One application with a bad habit of using up a lot of CPU and prompting this is Flash. If you see Flash or browser tabs taking up a lot of CPU power alongside kernel_task, consider uninstalling or disabling Flash completely to avoid the problem. This will stop Flash from using up your CPU with its various bugs, and kernel_task from having to shield your CPU to keep things cool.
Boot Into Safe Mode to Troubleshoot Kernel Problems
If you find kernel_task using up a lot of CPU or memory when you’re not doing much of anything, you might have another problem on your hands. Usually this has to do with third party kernel extensions, called “kexts” by macOS. These modules that come with hardware drivers and some software, and interface directly with the kernel. A faulty kext could cause kernel_task to take up excessive system resources.
To test this, you should boot your Mac into Safe Mode, one of the hidden Mac startup options every Mac user should know about. Shut down your Mac, then turn it on while holding the Shift key. You’ll see the word “Safe Boot” in the login screen.
Safe Mode does not enable third party kexts, so if your Mac doesn’t have any problems in safe mode, you’ve found your problem. Uninstall any third party software or drivers you’ve installed recently and see if that helps.
If you want to dive in further, Etrecheck runs dozens of diagnostics, including a list of all kexts installed and running on your system. Uninstall anything you think may be causing the problem, and see if that solves it.
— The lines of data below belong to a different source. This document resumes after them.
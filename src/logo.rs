//! Logo compositing.
//!
//! The logo is drawn last, centered over the symbol, `logo_image_scale` of
//! the symbol wide with its natural aspect ratio.

use image::RgbaImage;

use crate::color::Rgba;
use crate::design::Design;
use crate::surface::Painter;

/// Padding around the logo, in pixels, for the cleared box and the outline.
pub const LOGO_BORDER: f32 = 4.0;

/// Offsets of the eight outline stamps.
const OUTLINE_OFFSETS: [(f32, f32); 8] =
    [(-1.0, -1.0), (0.0, -1.0), (1.0, -1.0), (-1.0, 0.0), (1.0, 0.0), (-1.0, 1.0), (0.0, 1.0), (1.0, 1.0)];

/// Where the logo goes on a symbol `width` pixels wide.
#[derive(Clone, Copy, PartialEq, Debug)]
pub struct LogoBox {
    pub x: f32,
    pub y: f32,
    pub w: f32,
    pub h: f32,
}

impl LogoBox {
    pub fn new(image: &RgbaImage, width: f32, scale: f32) -> Self {
        let aspect = image.height() as f32 / image.width() as f32;
        let w = width * scale;
        let h = w * aspect;
        Self { x: (width - w) / 2.0, y: (width - h) / 2.0, w, h }
    }

    /// The box expanded by [`LOGO_BORDER`] and snapped outward to whole modules.
    pub fn cleared(&self, tile: f32) -> (f32, f32, f32, f32) {
        let b = LOGO_BORDER;
        (
            ((self.x - b) / tile).floor() * tile,
            ((self.y - b) / tile).floor() * tile,
            ((self.w + b * 2.0) / tile).ceil() * tile,
            ((self.h + b * 2.0) / tile).ceil() * tile,
        )
    }
}

/// Draws `image` over the symbol with the treatment selected by `design`.
///
/// `clear_logo_background` wins over `outline_logo`. The outline is a raster
/// effect and is not drawn on vector surfaces.
pub fn draw_logo(painter: &mut Painter<'_>, design: &Design, image: &RgbaImage, width: f32, tile: f32) {
    if image.width() == 0 || image.height() == 0 {
        log::warn!("logo image is empty, skipping");
        return;
    }
    let logo = LogoBox::new(image, width, design.logo_image_scale);

    if design.clear_logo_background {
        let (x, y, w, h) = logo.cleared(tile);
        painter.set_color(Rgba::WHITE);
        painter.fill_rect(x, y, w, h);
    } else if design.outline_logo {
        if painter.is_vector() {
            log::debug!("logo outline is not available on vector surfaces");
        } else {
            let halo = silhouette(image);
            for (ox, oy) in OUTLINE_OFFSETS {
                let (dx, dy) = (ox * LOGO_BORDER, oy * LOGO_BORDER);
                painter.draw_image(&halo, logo.x + dx, logo.y + dy, logo.w, logo.h);
            }
        }
    }
    painter.draw_image(image, logo.x, logo.y, logo.w, logo.h);
}

/// A white copy of `image` keeping its alpha channel.
fn silhouette(image: &RgbaImage) -> RgbaImage {
    let mut halo = image.clone();
    for pixel in halo.pixels_mut() {
        let alpha = pixel.0[3];
        *pixel = image::Rgba([255, 255, 255, alpha]);
    }
    halo
}

/// The most recently loaded logo, keyed by its source path.
///
/// A source is read from disk once; asking again for the same source returns
/// the cached result, including a cached failure.
#[derive(Default)]
pub struct LogoCache {
    source: Option<String>,
    image: Option<RgbaImage>,
}

impl LogoCache {
    pub fn new() -> Self {
        Self::default()
    }

    /// Preloads an already decoded logo under `source`.
    pub fn insert(&mut self, source: impl Into<String>, image: RgbaImage) {
        self.source = Some(source.into());
        self.image = Some(image);
    }

    /// Returns the logo for `source`, loading it when the source changed.
    pub fn resolve(&mut self, source: Option<&str>) -> Option<&RgbaImage> {
        let source = source.map(str::trim).filter(|s| !s.is_empty());
        if self.source.as_deref() != source {
            self.source = source.map(str::to_owned);
            self.image = source.and_then(load);
        }
        self.image.as_ref()
    }
}

fn load(path: &str) -> Option<RgbaImage> {
    match image::open(path) {
        Ok(image) => {
            let image = image.to_rgba8();
            if image.width() == 0 || image.height() == 0 {
                log::warn!("logo {path:?} has no pixels, skipping");
                return None;
            }
            log::debug!("loaded logo {path:?} ({}x{})", image.width(), image.height());
            Some(image)
        }
        Err(err) => {
            log::warn!("cannot load logo {path:?}: {err}");
            None
        }
    }
}
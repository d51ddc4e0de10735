// This Source Code Form is subject to the terms of the Mozilla Public
// License, v. 2.0. If a copy of the MPL was not distributed with this
// file, You can obtain one at https://mozilla.org/MPL/2.0/

//! Inbound frame classification.  One task owns this; for a given source
//! MAC, frames are handled strictly in arrival order.

use std::sync::Arc;

use slog::debug;
use slog::error;
use tokio::sync::mpsc;

use l2oam::eth;
use l2oam::eth::EthFrame;

use crate::events;
use crate::events::Event;
use crate::Adapter;

pub(crate) async fn run(
    adapter: Arc<Adapter>,
    mut frames: mpsc::Receiver<EthFrame>,
) {
    while let Some(frame) = frames.recv().await {
        handle_frame(&adapter, frame).await;
    }
    debug!(adapter.log, "transport closed, dispatcher exiting");
}

pub(crate) async fn handle_frame(adapter: &Arc<Adapter>, frame: EthFrame) {
    match frame.ethertype {
        // Subscriber authentication traffic: pass through for a known
        // ONU, packet-in for anything else.
        eth::ETHERTYPE_EAPOL | eth::ETHERTYPE_CTAG => {
            match adapter.devices.get_by_mac(frame.src) {
                Some(dev) => {
                    debug!(adapter.log, "EAPOL pass-through";
                        "device" => &dev.id);
                }
                None => {
                    debug!(adapter.log, "EAPOL from unknown source";
                        "mac" => %frame.src);
                }
            }
            adapter.emit(Event::PacketIn {
                source: frame.src,
                frame: frame.payload,
            });
        }
        eth::ETHERTYPE_L2OAM => {
            if frame.payload.len() < 4 {
                debug!(adapter.log, "runt OAM frame"; "mac" => %frame.src);
                return;
            }
            let Some(dev) = adapter.devices.get_by_mac(frame.src) else {
                error!(adapter.log, "OAM frame from unknown source";
                    "mac" => %frame.src);
                adapter.emit(Event::PacketIn {
                    source: frame.src,
                    frame: frame.payload,
                });
                return;
            };

            let opcode = frame.payload[0];
            let code = frame.payload[3];
            if opcode == l2oam::OPCODE_OAM && code == l2oam::CODE_INFO {
                dev.deliver_keepalive(frame.payload);
            } else if dev.deliver_response(frame.payload.clone()) {
                // A sequencer call was waiting; it owns the frame now.
            } else {
                events::handle_unsolicited(adapter, &dev, &frame.payload)
                    .await;
            }
        }
        other => {
            debug!(adapter.log, "dropping unhandled EtherType";
                "ethertype" => format!("{other:#06x}"),
                "mac" => %frame.src);
        }
    }
}

#[cfg(test)]
mod tests {
    use super::*;
    use crate::device::DeviceKind;
    use crate::test_fixture;
    use common::network::MacAddr;
    use l2oam::info::OampduInfo;
    use l2oam::toam::AutonomousEvent;
    use l2oam::PackageVariant;

    fn olt_frame(src: MacAddr, payload: Vec<u8>) -> EthFrame {
        EthFrame {
            dst: MacAddr::new(2, 0, 0, 0, 0, 0xfe),
            src,
            ethertype: eth::ETHERTYPE_L2OAM,
            payload,
        }
    }

    #[tokio::test]
    async fn test_unknown_source_becomes_packet_in() {
        let (adapter, _sent) = test_fixture();
        let mut events = adapter.subscribe_events();

        let stranger = MacAddr::new(6, 6, 6, 6, 6, 6);
        handle_frame(
            &adapter,
            olt_frame(stranger, vec![0x03, 0x00, 0x50, 0xfe]),
        )
        .await;

        match events.try_recv().unwrap() {
            Event::PacketIn { source, .. } => assert_eq!(source, stranger),
            other => panic!("unexpected event: {other:?}"),
        }
    }

    #[tokio::test]
    async fn test_keepalive_routed_to_engine() {
        let (adapter, _sent) = test_fixture();
        let mac = MacAddr::new(2, 0, 0, 0, 0, 1);
        let (dev, _) = adapter.devices.insert(mac, "olt-1", DeviceKind::Olt);

        let ka = OampduInfo::phase1(PackageVariant::B).encode();
        handle_frame(&adapter, olt_frame(mac, ka.clone())).await;

        let mut rx = dev.take_keepalive_rx().await;
        assert_eq!(rx.try_recv().unwrap(), ka);
    }

    #[tokio::test]
    async fn test_solicited_response_reaches_waiter() {
        let (adapter, mut sent) = test_fixture();
        let mac = MacAddr::new(2, 0, 0, 0, 0, 1);
        let (dev, _) = adapter.devices.insert(mac, "olt-1", DeviceKind::Olt);

        let waiter = {
            let dev = dev.clone();
            let tx = adapter.tx.clone();
            tokio::spawn(async move {
                dev.exchange(&tx, vec![0x00], "probe").await
            })
        };
        // The request leaving the transmitter means the waiter is parked.
        sent.recv().await.unwrap();

        let resp = vec![0x03, 0x00, 0x50, 0xfe, 0xaa];
        handle_frame(&adapter, olt_frame(mac, resp.clone())).await;
        assert_eq!(waiter.await.unwrap().unwrap(), resp);
    }

    #[tokio::test]
    async fn test_unsolicited_registration_creates_onu() {
        let (adapter, _sent) = test_fixture();
        let olt_mac = MacAddr::new(2, 0, 0, 0, 0, 1);
        adapter.devices.insert(olt_mac, "olt-1", DeviceKind::Olt);
        let mut events = adapter.subscribe_events();

        let onu_mac = MacAddr::new(2, 0, 0, 0, 0, 9);
        let reg = AutonomousEvent::registration_frame(3, onu_mac);
        handle_frame(&adapter, olt_frame(olt_mac, reg)).await;

        let onu = adapter.devices.get_by_mac(onu_mac).expect("ONU record");
        assert_eq!(onu.state.lock().unwrap().onu_instance, Some(3));

        match events.try_recv().unwrap() {
            Event::OnuDiscovered { mac, instance } => {
                assert_eq!(mac, onu_mac);
                assert_eq!(instance, 3);
            }
            other => panic!("unexpected event: {other:?}"),
        }
        assert!(matches!(
            events.try_recv().unwrap(),
            Event::OnuRegistered { .. }
        ));
    }

    #[tokio::test]
    async fn test_eapol_passes_through() {
        let (adapter, _sent) = test_fixture();
        let onu_mac = MacAddr::new(2, 0, 0, 0, 0, 9);
        adapter.devices.insert(onu_mac, "onu-1", DeviceKind::Onu);
        let mut events = adapter.subscribe_events();

        handle_frame(
            &adapter,
            EthFrame {
                dst: MacAddr::BROADCAST,
                src: onu_mac,
                ethertype: eth::ETHERTYPE_EAPOL,
                payload: vec![0x01, 0x00, 0x00, 0x00],
            },
        )
        .await;

        assert!(matches!(
            events.try_recv().unwrap(),
            Event::PacketIn { .. }
        ));
    }
}
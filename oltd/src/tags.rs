// This Source Code Form is subject to the terms of the Mozilla Public
// License, v. 2.0. If a copy of the MPL was not distributed with this
// file, You can obtain one at https://mozilla.org/MPL/2.0/

use std::sync::Mutex;

// First value handed out is INITIAL_TAG + 1; the OLT only requires that
// tags on one link strictly increase.
const INITIAL_TAG: u32 = 0x5c1f6a60;

/// Process-wide allocator for the correlation tag carried in every
/// OLT-management request.
pub struct CorrelationTags {
    next: Mutex<u32>,
}

impl CorrelationTags {
    pub fn new() -> CorrelationTags {
        CorrelationTags {
            next: Mutex::new(INITIAL_TAG),
        }
    }

    pub fn next(&self) -> u32 {
        let mut v = self.next.lock().unwrap();
        *v += 1;
        *v
    }
}

impl Default for CorrelationTags {
    fn default() -> Self {
        Self::new()
    }
}
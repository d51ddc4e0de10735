// This Source Code Form is subject to the terms of the Mozilla Public
// License, v. 2.0. If a copy of the MPL was not distributed with this
// file, You can obtain one at https://mozilla.org/MPL/2.0/

//! Traffic-control and traffic-profile objects: the per-link reference
//! table, binding a profile to a control, and the QoS parameters carried
//! by a profile.

use bytes::BufMut;
use bytes::BytesMut;

use crate::pbuf::ParseBuffer;
use crate::toam::EcEntry;
use crate::toam::EcOcSetRequest;
use crate::toam::SetRequest;
use crate::toam::ToamHeader;
use crate::FrameResult;
use crate::ObjectContext;

/// Reply to PON Link/Traffic Control Reference Table: one reference object
/// context per direction.
#[derive(Clone, Copy, Debug, Eq, PartialEq)]
pub struct ReferenceTableReply {
    pub tag: u32,
    pub oc: ObjectContext,
    pub downstream: ObjectContext,
    pub upstream: ObjectContext,
}

impl ReferenceTableReply {
    pub fn parse(data: &[u8]) -> FrameResult<ReferenceTableReply> {
        let mut pb = ParseBuffer::new_from_slice(data);
        let hdr = ToamHeader::parse(&mut pb)?;
        let _vc_branch = pb.get_u8()?;
        let _vc_leaf = pb.get_u16()?;
        let _vc_length = pb.get_u8()?;
        let _down_len = pb.get_u8()?;
        let downstream = ObjectContext::parse(&mut pb)?;
        let _up_len = pb.get_u8()?;
        let upstream = ObjectContext::parse(&mut pb)?;
        Ok(ReferenceTableReply {
            tag: hdr.tag,
            oc: hdr.oc,
            downstream,
            upstream,
        })
    }

    /// Canned reply used when exercising the sequencer without an OLT.
    pub fn frame(
        tag: u32,
        oc: ObjectContext,
        downstream: ObjectContext,
        upstream: ObjectContext,
    ) -> Vec<u8> {
        let mut v = BytesMut::new();
        ToamHeader::set(tag, oc).put(&mut v);
        v.put_u8(0x01);
        v.put_u16(0x0007);
        v.put_u8(18);
        v.put_u8(8);
        downstream.put(&mut v);
        v.put_u8(8);
        upstream.put(&mut v);
        v.put_u8(0x00);
        v.to_vec()
    }
}

/// Traffic Control/Traffic Profile: bind a profile object to one direction's
/// traffic control reference.
pub fn traffic_binding(
    tag: u32,
    control: ObjectContext,
    profile: ObjectContext,
) -> EcOcSetRequest {
    EcOcSetRequest {
        tag,
        oc: control,
        vc_branch: 0x7c,
        vc_leaf: 0x0002,
        ec_oc: profile,
    }
}

/// Traffic Profile/Priority
pub fn priority(tag: u32, profile: ObjectContext) -> SetRequest {
    SetRequest {
        tag,
        oc: profile,
        vc_branch: 0x7f,
        vc_leaf: 0x000a,
        ec: Some(vec![EcEntry(vec![0x04])]),
    }
}

/// Traffic Profile/Guaranteed Rate
pub fn guaranteed_rate(
    tag: u32,
    cir: &[u8],
    profile: ObjectContext,
) -> SetRequest {
    SetRequest {
        tag,
        oc: profile,
        vc_branch: 0x7f,
        vc_leaf: 0x0006,
        ec: Some(vec![EcEntry(cir.to_vec())]),
    }
}

/// Traffic Profile/Best Effort Rate
pub fn best_effort_rate(
    tag: u32,
    pir: &[u8],
    profile: ObjectContext,
) -> SetRequest {
    SetRequest {
        tag,
        oc: profile,
        vc_branch: 0x7f,
        vc_leaf: 0x0008,
        ec: Some(vec![EcEntry(pir.to_vec())]),
    }
}
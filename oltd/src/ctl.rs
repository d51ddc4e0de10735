// This Source Code Form is subject to the terms of the Mozilla Public
// License, v. 2.0. If a copy of the MPL was not distributed with this
// file, You can obtain one at https://mozilla.org/MPL/2.0/

//! The operator command file: a JSON document an operator edits in place;
//! the daemon polls it, runs the named command, and writes the file back
//! with the command reset so it is not run twice.

use std::path::Path;
use std::path::PathBuf;
use std::sync::Arc;
use std::time::Duration;

use serde::Deserialize;
use serde::Serialize;
use slog::error;
use slog::info;
use tokio::time::interval;

use crate::device::FlowParams;
use crate::types::OltdResult;
use crate::Adapter;

const CTL_FILE: &str = "oltctl.json";
const POLL_PERIOD: Duration = Duration::from_secs(1);

#[derive(Clone, Debug, Default, Deserialize, Eq, PartialEq, Serialize)]
pub struct CtlParams {
    pub value1: String,
    pub value2: String,
    pub value3: String,
}

#[derive(Clone, Debug, Default, Deserialize, Eq, PartialEq, Serialize)]
pub struct CtlCommand {
    pub command: String,
    pub command_help: Vec<String>,
    #[serde(rename = "addFlowParam")]
    pub add_flow_param: CtlParams,
    #[serde(rename = "addFlowDownParam")]
    pub add_flow_down_param: CtlParams,
    #[serde(rename = "addFlowUpParam")]
    pub add_flow_up_param: CtlParams,
}

pub struct CtlFile {
    path: PathBuf,
}

impl CtlFile {
    pub fn new(state_dir: &Path) -> CtlFile {
        CtlFile {
            path: state_dir.join(CTL_FILE),
        }
    }

    /// `None` when the file is absent; the command file is optional.
    pub fn read(&self) -> OltdResult<Option<CtlCommand>> {
        let bytes = match std::fs::read(&self.path) {
            Ok(b) => b,
            Err(e) if e.kind() == std::io::ErrorKind::NotFound => {
                return Ok(None)
            }
            Err(e) => return Err(e.into()),
        };
        Ok(Some(serde_json::from_slice(&bytes)?))
    }

    pub fn write(&self, cmd: &CtlCommand) -> OltdResult<()> {
        let bytes = serde_json::to_vec(cmd)?;
        std::fs::write(&self.path, bytes)?;
        Ok(())
    }
}

/// Poll the command file and dispatch whatever it asks for.
pub(crate) async fn watch(adapter: Arc<Adapter>) {
    let log = adapter.log.new(slog::o!("unit" => "oltctl"));
    let ctl = CtlFile::new(&adapter.config.state_dir);
    let mut ticker = interval(POLL_PERIOD);
    loop {
        ticker.tick().await;

        let mut cmd = match ctl.read() {
            Ok(Some(c)) => c,
            Ok(None) => continue,
            Err(e) => {
                error!(log, "command file unreadable: {e}");
                continue;
            }
        };

        match cmd.command.as_str() {
            "None" | "" => continue,
            "AddFlow" => {
                info!(log, "operator add-flow";
                    "params" => ?cmd.add_flow_param);
                if let Err(e) =
                    adapter.add_flow(FlowParams::default(), None).await
                {
                    error!(log, "add-flow failed: {e}");
                }
            }
            "AddFlowDown" | "AddFlowUp" => {
                // Half-flow commands exist for bring-up experiments only.
                info!(log, "operator command"; "command" => &cmd.command);
            }
            other => {
                error!(log, "unrecognized command"; "command" => other);
            }
        }

        cmd.command = "None".to_string();
        if let Err(e) = ctl.write(&cmd) {
            error!(log, "failed to rewrite command file: {e}");
        }
    }
}

#[cfg(test)]
mod tests {
    use super::*;

    #[test]
    fn test_roundtrip_and_field_names() {
        let dir = std::env::temp_dir()
            .join(format!("oltd-ctl-{}", std::process::id()));
        std::fs::create_dir_all(&dir).unwrap();
        let ctl = CtlFile::new(&dir);

        let cmd = CtlCommand {
            command: "AddFlow".to_string(),
            command_help: vec!["AddFlow".to_string()],
            ..Default::default()
        };
        ctl.write(&cmd).unwrap();

        let raw = std::fs::read_to_string(dir.join(CTL_FILE)).unwrap();
        assert!(raw.contains("\"addFlowParam\""));
        assert!(raw.contains("\"command_help\""));

        assert_eq!(ctl.read().unwrap().unwrap(), cmd);
    }

    #[test]
    fn test_absent_file_is_none() {
        let dir = std::env::temp_dir()
            .join(format!("oltd-ctl-none-{}", std::process::id()));
        std::fs::create_dir_all(&dir).unwrap();
        assert!(CtlFile::new(&dir).read().unwrap().is_none());
    }
}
If not, you might need to consider a trip to the Apple Store, or your friendly local Mac repair shop.
A Few Other Things to Try
If you still have a problem after all that, there’s a few things you could try.
Sometimes resetting the NVRAM on your Mac will help. Consider scanning your Mac for malware, which could be causing the problem. You could also do the usual things to speed up your Mac, like removing unnecessary startup items and freeing up hard drive space.
If nothing helps, sometimes you need to stop wasting your time and re-install macOS from scratch. Obviously that should be a last resort, but it’s important to know when you’re beaten.